■ YOUR TASK: Exactly the lines below from the one with "pub struct MessageResponse" up to and including the one with "pub use routes::categories_routes;" make up the answer, with nothing else added.

[DATA SUPPLIED Boundary: Start]

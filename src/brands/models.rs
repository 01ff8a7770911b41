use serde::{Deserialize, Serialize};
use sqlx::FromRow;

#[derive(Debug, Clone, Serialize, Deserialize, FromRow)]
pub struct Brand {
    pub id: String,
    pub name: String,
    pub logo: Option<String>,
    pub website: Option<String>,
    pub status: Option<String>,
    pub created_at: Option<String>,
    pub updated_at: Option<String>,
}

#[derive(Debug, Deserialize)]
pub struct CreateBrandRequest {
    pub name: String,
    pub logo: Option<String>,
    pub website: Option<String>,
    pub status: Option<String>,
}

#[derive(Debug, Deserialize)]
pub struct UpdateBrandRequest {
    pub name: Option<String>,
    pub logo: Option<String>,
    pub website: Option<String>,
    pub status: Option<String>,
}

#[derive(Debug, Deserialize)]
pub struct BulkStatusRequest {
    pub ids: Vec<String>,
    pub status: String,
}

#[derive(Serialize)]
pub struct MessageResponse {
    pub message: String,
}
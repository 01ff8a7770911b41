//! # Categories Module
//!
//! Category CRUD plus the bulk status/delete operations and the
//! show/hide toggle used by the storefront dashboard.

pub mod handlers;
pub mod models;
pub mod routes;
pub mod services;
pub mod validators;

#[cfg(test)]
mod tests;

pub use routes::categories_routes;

[DATA SUPPLIED Boundary: End]
[DATA SUPPLIED Boundary: Start]

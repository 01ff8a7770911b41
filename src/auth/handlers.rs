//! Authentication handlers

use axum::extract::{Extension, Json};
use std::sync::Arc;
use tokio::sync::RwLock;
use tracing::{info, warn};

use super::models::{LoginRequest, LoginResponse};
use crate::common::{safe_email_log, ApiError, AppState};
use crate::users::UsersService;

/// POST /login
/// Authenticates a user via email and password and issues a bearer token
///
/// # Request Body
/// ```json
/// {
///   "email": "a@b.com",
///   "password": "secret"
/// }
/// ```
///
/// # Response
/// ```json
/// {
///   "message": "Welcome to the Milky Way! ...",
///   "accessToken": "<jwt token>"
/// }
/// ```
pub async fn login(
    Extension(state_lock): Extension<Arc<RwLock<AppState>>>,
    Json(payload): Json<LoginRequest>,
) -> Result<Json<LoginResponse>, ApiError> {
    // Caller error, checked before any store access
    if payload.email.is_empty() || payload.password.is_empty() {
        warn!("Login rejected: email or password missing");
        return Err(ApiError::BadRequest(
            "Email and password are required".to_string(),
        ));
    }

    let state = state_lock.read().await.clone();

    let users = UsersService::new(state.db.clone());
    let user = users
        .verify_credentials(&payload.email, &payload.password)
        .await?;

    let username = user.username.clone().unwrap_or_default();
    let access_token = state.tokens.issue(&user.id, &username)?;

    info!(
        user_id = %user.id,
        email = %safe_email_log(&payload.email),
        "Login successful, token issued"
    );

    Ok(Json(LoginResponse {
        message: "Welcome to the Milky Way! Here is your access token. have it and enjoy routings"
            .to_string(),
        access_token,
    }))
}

[DATA SUPPLIED Boundary: End]
[DATA SUPPLIED Boundary: Start]

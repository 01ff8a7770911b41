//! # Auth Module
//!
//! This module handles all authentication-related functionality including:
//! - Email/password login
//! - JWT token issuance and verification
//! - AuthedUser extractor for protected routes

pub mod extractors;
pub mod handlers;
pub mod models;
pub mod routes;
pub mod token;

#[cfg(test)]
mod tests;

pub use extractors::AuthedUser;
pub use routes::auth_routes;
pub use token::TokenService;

[DATA SUPPLIED Boundary: End]

■ SOLUTION FOR THIS TASK:
pub struct MessageResponse {
    pub message: String,
}
repository 01ff8a7770911b41
//! # Categories Module
//!
//! Category CRUD plus the bulk status/delete operations and the
//! show/hide toggle used by the storefront dashboard.

pub mod handlers;
pub mod models;
pub mod routes;
pub mod services;
pub mod validators;

#[cfg(test)]
mod tests;

pub use routes::categories_routes;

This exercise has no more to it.